Уже 7 ноября Жуковский сообщает Пушкину «радостную» весть: Дантес сватается к Екатерине Гончаровой, подозрения Пушкина были напрасными, все улаживается как нельзя лучше, а по сему вызов надо отозвать. Можно вообразить бешенство Пушкина. Его ставят в глупейшее положение. Даже если на минуту поверить версии Натали о свидании у Полетики, Пушкин все равно оказывается в дураках: только что Дантес якобы застрелится, если Натали не примет его пылкой любви, а спустя несколько дней Пушкину предлагают сделать вид, что он верит в страстную любовь Дантеса к Екатерине.

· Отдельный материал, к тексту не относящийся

use serde::{Deserialize, Serialize};

use crate::problem::ProblemDescriptor;

/// Identity reference into the account store.
pub type ParticipantId = i64;

/// Length of a shareable room code.
pub const ROOM_CODE_LEN: usize = 6;

const CODE_CHARS: &[u8] = b"ABCDEFGHIJKLMNOPQRSTUVWXYZ0123456789";

/// Lifecycle phase of a room.
#[derive(Debug, Clone, Copy, PartialEq, Eq, Serialize, Deserialize)]
#[serde(rename_all = "snake_case")]
pub enum RoomPhase {
    Waiting,
    InProgress,
    Completed,
    Abandoned,
}

impl RoomPhase {
    /// Completed and abandoned rooms never change phase again.
    pub fn is_terminal(self) -> bool {
        matches!(self, Self::Completed | Self::Abandoned)
    }

    /// Whether `self -> to` is a legal phase transition. Every registry
    /// mutation goes through this check.
    pub fn can_transition(self, to: RoomPhase) -> bool {
        matches!(
            (self, to),
            (Self::Waiting, Self::InProgress)
                | (Self::InProgress, Self::Completed)
                | (Self::Waiting, Self::Abandoned)
                | (Self::InProgress, Self::Abandoned)
        )
    }

    pub fn as_str(self) -> &'static str {
        match self {
            Self::Waiting => "waiting",
            Self::InProgress => "in_progress",
            Self::Completed => "completed",
            Self::Abandoned => "abandoned",
        }
    }

    pub fn from_str_opt(s: &str) -> Option<Self> {
        match s {
            "waiting" => Some(Self::Waiting),
            "in_progress" => Some(Self::InProgress),
            "completed" => Some(Self::Completed),
            "abandoned" => Some(Self::Abandoned),
            _ => None,
        }
    }
}

impl std::fmt::Display for RoomPhase {
    fn fmt(&self, f: &mut std::fmt::Formatter<'_>) -> std::fmt::Result {
        f.write_str(self.as_str())
    }
}

/// Requested match difficulty, mapped to a Codeforces rating window.
#[derive(Debug, Clone, Copy, PartialEq, Eq, Serialize, Deserialize)]
#[serde(rename_all = "lowercase")]
pub enum Difficulty {
    Easy,
    Medium,
    Hard,
}

impl Difficulty {
    /// Rating window as a half-open range `[min, max)`.
    pub fn rating_bounds(self) -> (u32, u32) {
        match self {
            Self::Easy => (800, 1200),
            Self::Medium => (1200, 1600),
            Self::Hard => (1600, 2000),
        }
    }
}

/// One side of a room: an account identity plus its Codeforces handle.
/// The handle must have passed verification before being attached.
#[derive(Debug, Clone, PartialEq, Eq, Serialize, Deserialize)]
#[serde(rename_all = "camelCase")]
pub struct Participant {
    pub id: ParticipantId,
    pub handle: String,
}

/// A two-party match instance.
///
/// Invariants maintained by the registry: the opponent fields are set
/// together exactly once on the waiting -> in_progress transition, and
/// `ended_at` is set iff the phase is terminal.
#[derive(Debug, Clone, PartialEq, Serialize, Deserialize)]
#[serde(rename_all = "camelCase")]
pub struct Room {
    pub code: String,
    pub creator: Participant,
    pub opponent: Option<Participant>,
    pub problem: ProblemDescriptor,
    pub phase: RoomPhase,
    /// Epoch milliseconds; set when the match starts.
    pub started_at: Option<u64>,
    /// Epoch milliseconds; set when the room reaches a terminal phase.
    pub ended_at: Option<u64>,
    pub winner: Option<ParticipantId>,
}

impl Room {
    pub fn new(code: String, creator: Participant, problem: ProblemDescriptor) -> Self {
        Self {
            code,
            creator,
            opponent: None,
            problem,
            phase: RoomPhase::Waiting,
            started_at: None,
            ended_at: None,
            winner: None,
        }
    }
}

/// Generate a random room code (uppercase alphanumeric).
pub fn generate_room_code() -> String {
    use rand::Rng;
    let mut rng = rand::rng();
    (0..ROOM_CODE_LEN)
        .map(|_| CODE_CHARS[rng.random_range(0..CODE_CHARS.len())] as char)
        .collect()
}

/// Uppercase a user-supplied room code. Codes are case-insensitive on input.
pub fn normalize_room_code(code: &str) -> String {
    code.trim().to_ascii_uppercase()
}

pub fn is_valid_room_code(code: &str) -> bool {
    code.len() == ROOM_CODE_LEN && code.bytes().all(|b| CODE_CHARS.contains(&b))
}

#[cfg(test)]
mod tests {
    use super::*;

    #[test]
    fn terminal_phases() {
        assert!(!RoomPhase::Waiting.is_terminal());
        assert!(!RoomPhase::InProgress.is_terminal());
        assert!(RoomPhase::Completed.is_terminal());
        assert!(RoomPhase::Abandoned.is_terminal());
    }

    #[test]
    fn legal_transitions() {
        assert!(RoomPhase::Waiting.can_transition(RoomPhase::InProgress));
        assert!(RoomPhase::Waiting.can_transition(RoomPhase::Abandoned));
        assert!(RoomPhase::InProgress.can_transition(RoomPhase::Completed));
        assert!(RoomPhase::InProgress.can_transition(RoomPhase::Abandoned));
    }

    #[test]
    fn illegal_transitions() {
        // Terminal phases are final
        assert!(!RoomPhase::Completed.can_transition(RoomPhase::Abandoned));
        assert!(!RoomPhase::Abandoned.can_transition(RoomPhase::Completed));
        assert!(!RoomPhase::Completed.can_transition(RoomPhase::InProgress));
        // No skipping waiting -> completed
        assert!(!RoomPhase::Waiting.can_transition(RoomPhase::Completed));
        // No re-entry
        assert!(!RoomPhase::InProgress.can_transition(RoomPhase::InProgress));
        assert!(!RoomPhase::InProgress.can_transition(RoomPhase::Waiting));
    }

    #[test]
    fn phase_string_roundtrip() {
        for phase in [
            RoomPhase::Waiting,
            RoomPhase::InProgress,
            RoomPhase::Completed,
            RoomPhase::Abandoned,
        ] {
            assert_eq!(RoomPhase::from_str_opt(phase.as_str()), Some(phase));
        }
        assert_eq!(RoomPhase::from_str_opt("paused"), None);
    }

    #[test]
    fn difficulty_windows_are_400_points() {
        assert_eq!(Difficulty::Easy.rating_bounds(), (800, 1200));
        assert_eq!(Difficulty::Medium.rating_bounds(), (1200, 1600));
        assert_eq!(Difficulty::Hard.rating_bounds(), (1600, 2000));
    }

    #[test]
    fn room_code_format() {
        for _ in 0..100 {
            let code = generate_room_code();
            assert!(is_valid_room_code(&code), "Invalid room code: {code}");
        }
    }

    #[test]
    fn room_code_normalization() {
        assert_eq!(normalize_room_code(" ab12cd "), "AB12CD");
        assert!(is_valid_room_code(&normalize_room_code("ab12cd")));
        assert!(!is_valid_room_code("ab12cd")); // lowercase rejected raw
        assert!(!is_valid_room_code("AB12C")); // too short
        assert!(!is_valid_room_code("AB12CD7X")); // too long
    }

    #[test]
    fn new_room_starts_waiting() {
        let room = Room::new(
            "AB12CD".into(),
            Participant {
                id: 1,
                handle: "tourist".into(),
            },
            crate::problem::ProblemDescriptor::fallback(),
        );
        assert_eq!(room.phase, RoomPhase::Waiting);
        assert!(room.opponent.is_none());
        assert!(room.started_at.is_none());
        assert!(room.ended_at.is_none());
        assert!(room.winner.is_none());
    }
}
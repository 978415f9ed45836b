use serde::Deserialize;

/// Configuration for the Codeforces API client.
#[derive(Debug, Clone, Deserialize)]
#[serde(default)]
pub struct CodeforcesConfig {
    /// API base URL. Overridable for tests against a local stub.
    pub api_base: String,
    /// Minimum spacing between any two outbound API calls, process-wide.
    pub min_call_interval_ms: u64,
    /// Per-request timeout.
    pub request_timeout_secs: u64,
    /// How many of a handle's most recent submissions one verdict check
    /// inspects. Not full history.
    pub submission_window: u32,
}

impl Default for CodeforcesConfig {
    fn default() -> Self {
        Self {
            api_base: "https://codeforces.com/api".to_string(),
            min_call_interval_ms: 600,
            request_timeout_secs: 10,
            submission_window: 20,
        }
    }
}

И это при том, что свою выдуманную версию Натали уже успела озвучить не только мужу, но и близким его друзьям (как минимум, Вяземской). Пушкин знает, что Геккерны блефуют. Он перед началом игры понимал, что они любым путем будут уходить от дуэли. Но таким! Вот это он не вычислил. И в порыве гнева, граничащего с отчаянием, он, по-видимому, открылся Жуковскому. Он сказал, кто главный подозреваемый, кого он на самом деле хочет поставить на место, осадить в беспредельном хамстве по отношению к себе. Жуковский как вышколенный царедворец от этих откровений перепугался до смерти. Только этим можно объяснить слова в его записке, до сих пор держащие в полном недоумении всех пушкинистов: «Но, ради Бога, одумайся. Дай мне счастье избавить тебя от безумного злодейства (курсив наш. – Н. П.), а жену твою от совершенного посрамления». Безумие, злодейство, посрамление – слова, которые никак не соразмерны масштабам разборки между кавалергардом и поэтом. А ведь Жуковский цену слову знал. Значит, услышал от Пушкина нечто подспудное. 8 ноября он записал: «Я у Пушкина. Большое спокойствие. Его слезы. То, что я говорил об его отношениях». Дальше прикусил язык, значит – не для бумаги. Но, видимо, уговорил не совершать «безумного злодейства». Пока.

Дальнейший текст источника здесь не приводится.